For new practices, you need to complete both processes with every payer you intend to work with. Medicare has its own enrollment system (PECOS). Medicaid has state-specific systems. Every commercial insurer — United Healthcare, Aetna, Blue Cross Blue Shield, Cigna, Humana — runs its own process separately. Each application must be submitted, tracked, and followed up individually.

Realistic 2026 Credentialing Timeline for New Practices

One of the most common mistakes new practice owners make is underestimating how long credentialing actually takes. Here is a realistic breakdown based on 2026 payer timelines.

Payer / Step Typical Timeline Notes
NPI registration (NPPES) 1–3 business days Do this first. Nothing else can move without an active NPI.
CAQH ProView setup 1–5 business days Gather all documents before starting. Incomplete profiles cause re-work.
Medicare PECOS enrollment 30–90 days Fully paperless as of March 2026. Submit only through PECOS portal.
Medicaid enrollment 60–120 days Varies significantly by state.
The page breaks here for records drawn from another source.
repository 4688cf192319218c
use serde::{Deserialize, Serialize};

use super::PropertyId;

/// Sell offer sub-action carried by a DEx sell offer payload
#[derive(Debug, Clone, Copy, PartialEq, Eq, Serialize, Deserialize)]
#[serde(rename_all = "lowercase")]
pub enum OfferAction {
    New,
    Update,
    Cancel,
}

impl OfferAction {
    pub fn from_u8(value: u8) -> Option<Self> {
        match value {
            1 => Some(OfferAction::New),
            2 => Some(OfferAction::Update),
            3 => Some(OfferAction::Cancel),
            _ => None,
        }
    }

    pub fn to_u8(self) -> u8 {
        match self {
            OfferAction::New => 1,
            OfferAction::Update => 2,
            OfferAction::Cancel => 3,
        }
    }

    pub fn to_tag(&self) -> &'static str {
        match self {
            OfferAction::New => "new",
            OfferAction::Update => "update",
            OfferAction::Cancel => "cancel",
        }
    }
}

/// An open offer selling a property for the host chain's native coin
#[derive(Debug, Clone, PartialEq, Eq, Serialize, Deserialize)]
pub struct DexOffer {
    pub seller: String,
    pub property_id: PropertyId,
    /// Amount offered by the last new/update
    pub amount_offered: i64,
    /// Amount still reserved for sale
    pub amount_remaining: i64,
    /// Native coin asked for the offered amount
    pub desired_offered: i64,
    /// Native coin asked for the remaining amount
    pub desired_remaining: i64,
    /// Blocks a buyer has to pay after accepting
    pub time_limit: u8,
    /// Mining commission required from accepts
    pub min_fee: i64,
    pub txid: String,
    pub block: u32,
}
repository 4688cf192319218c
pub mod errors;
pub mod models;
pub mod services;
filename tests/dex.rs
mod common;

use common::{activation, coins, fixed_issuance, Harness, ADMIN};
use metalayer_indexer::domain::errors::ProtocolError;
use metalayer_indexer::domain::models::{OfferAction, PROPERTY_MAIN_TOKEN};
use metalayer_indexer::domain::services::activation::FEATURE_FREE_DEX;
use metalayer_indexer::domain::services::payload::Payload;

fn offer(property: u32, amount: i64, desired: i64, action: OfferAction) -> Payload {
    Payload::DexSellOffer {
        property,
        amount: amount as u64,
        desired: desired as u64,
        time_limit: 10,
        min_fee: 10_000,
        action,
    }
}

fn accept(amount: i64) -> Payload {
    Payload::DexAcceptOffer {
        property: PROPERTY_MAIN_TOKEN,
        amount: amount as u64,
    }
}

#[tokio::test]
async fn test_offer_lifecycle() {
    let mut h = Harness::new(&[("seller", PROPERTY_MAIN_TOKEN, coins(10))]);

    let created = h
        .submit(
            "seller",
            None,
            offer(PROPERTY_MAIN_TOKEN, coins(4), 2_000_000, OfferAction::New),
        )
        .await;
    let duplicate = h
        .submit(
            "seller",
            None,
            offer(PROPERTY_MAIN_TOKEN, coins(1), 100, OfferAction::New),
        )
        .await;
    h.mine().await;

    assert!(h.record(&created).await.valid);
    assert_eq!(
        h.record(&duplicate).await.invalid_reason,
        Some(ProtocolError::DuplicateActiveOffer.to_string())
    );
    let balance = h.balance("seller", PROPERTY_MAIN_TOKEN).await;
    assert_eq!(balance.available, coins(6));
    assert_eq!(balance.reserved, coins(4));

    let partial = h.submit("buyer", Some("seller"), accept(coins(1))).await;
    let too_much = h.submit("buyer", Some("seller"), accept(coins(4))).await;
    let own = h.submit("seller", Some("seller"), accept(coins(1))).await;
    h.mine().await;

    assert!(h.record(&partial).await.valid);
    assert_eq!(
        h.record(&too_much).await.invalid_reason,
        Some(ProtocolError::OfferAmountExceeded.to_string())
    );
    assert_eq!(
        h.record(&own).await.invalid_reason,
        Some(ProtocolError::SelfAccept.to_string())
    );
    assert_eq!(h.balance("buyer", PROPERTY_MAIN_TOKEN).await.available, coins(1));
    let offers = h.queries.active_offers().await;
    assert_eq!(offers.len(), 1);
    assert_eq!(offers[0].amount_remaining, coins(3));
    assert_eq!(offers[0].desired_remaining, 1_500_000);
    assert_eq!(offers[0].amount_offered, coins(4));

    h.submit(
        "seller",
        None,
        offer(PROPERTY_MAIN_TOKEN, coins(2), 1_000_000, OfferAction::Update),
    )
    .await;
    h.mine().await;
    let balance = h.balance("seller", PROPERTY_MAIN_TOKEN).await;
    assert_eq!(balance.available, coins(7));
    assert_eq!(balance.reserved, coins(2));

    let rest = h.submit("buyer", Some("seller"), accept(coins(2))).await;
    h.mine().await;
    assert!(h.record(&rest).await.valid);
    assert!(h.queries.active_offers().await.is_empty());
    assert_eq!(h.balance("buyer", PROPERTY_MAIN_TOKEN).await.available, coins(3));
    assert_eq!(h.balance("seller", PROPERTY_MAIN_TOKEN).await.reserved, 0);
}

#[tokio::test]
async fn test_cancel_releases_reservation() {
    let mut h = Harness::new(&[("seller", PROPERTY_MAIN_TOKEN, coins(10))]);
    let missing = h
        .submit(
            "seller",
            None,
            offer(PROPERTY_MAIN_TOKEN, 0, 0, OfferAction::Cancel),
        )
        .await;
    h.submit(
        "seller",
        None,
        offer(PROPERTY_MAIN_TOKEN, coins(5), 5_000, OfferAction::New),
    )
    .await;
    h.mine().await;
    assert_eq!(
        h.record(&missing).await.invalid_reason,
        Some(ProtocolError::NoActiveOffer.to_string())
    );

    h.submit(
        "seller",
        None,
        offer(PROPERTY_MAIN_TOKEN, 0, 0, OfferAction::Cancel),
    )
    .await;
    h.mine().await;

    let balance = h.balance("seller", PROPERTY_MAIN_TOKEN).await;
    assert_eq!(balance.available, coins(10));
    assert_eq!(balance.reserved, 0);
    assert!(h.queries.active_offers().await.is_empty());
}

#[tokio::test]
async fn test_offer_needs_balance() {
    let mut h = Harness::new(&[("seller", PROPERTY_MAIN_TOKEN, coins(1))]);
    let txid = h
        .submit(
            "seller",
            None,
            offer(PROPERTY_MAIN_TOKEN, coins(2), 1_000, OfferAction::New),
        )
        .await;
    h.mine().await;
    assert!(!h.record(&txid).await.valid);
    assert_eq!(h.balance("seller", PROPERTY_MAIN_TOKEN).await.reserved, 0);
}

#[tokio::test]
async fn test_other_properties_need_free_dex() {
    let mut h = Harness::new(&[]);
    h.submit("seller", None, fixed_issuance(1, true, "Widget", coins(50)))
        .await;
    h.mine().await;

    let early = h
        .submit("seller", None, offer(3, coins(5), 1_000, OfferAction::New))
        .await;
    h.submit(ADMIN, None, activation(FEATURE_FREE_DEX, 7)).await;
    h.mine().await;
    assert_eq!(
        h.record(&early).await.invalid_reason,
        Some(ProtocolError::PropertyNotTradeable(3).to_string())
    );

    h.mine_until(7).await;
    let txid = h
        .submit("seller", None, offer(3, coins(5), 1_000, OfferAction::New))
        .await;
    h.mine().await;
    assert!(h.record(&txid).await.valid);
    assert_eq!(h.balance("seller", 3).await.reserved, coins(5));
}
Texas and California have distinct portals.
United Healthcare 60–90 days Uses CAQH as primary data source. Complete CAQH first.
Aetna 45–90 days Known for detailed documentation requests during review.
Blue Cross Blue Shield 60–120 days State plans operate independently. TX BCBS is separate from FL BCBS.
Cigna / Humana 60–90 days Follow up every 7–10 business days. Applications stall without persistent follow-up.
Overall new practice timeline 90–180 days Start 120 days before your planned opening to stay on track.

 

The Complete Provider Credentialing Checklist for 2026

Work through each step in order. The first two steps are foundational — nothing else can move until they are complete. Steps three onward can run in parallel once your CAQH profile is active.

Step 1

Get Your NPI Numbers (Individual and Group)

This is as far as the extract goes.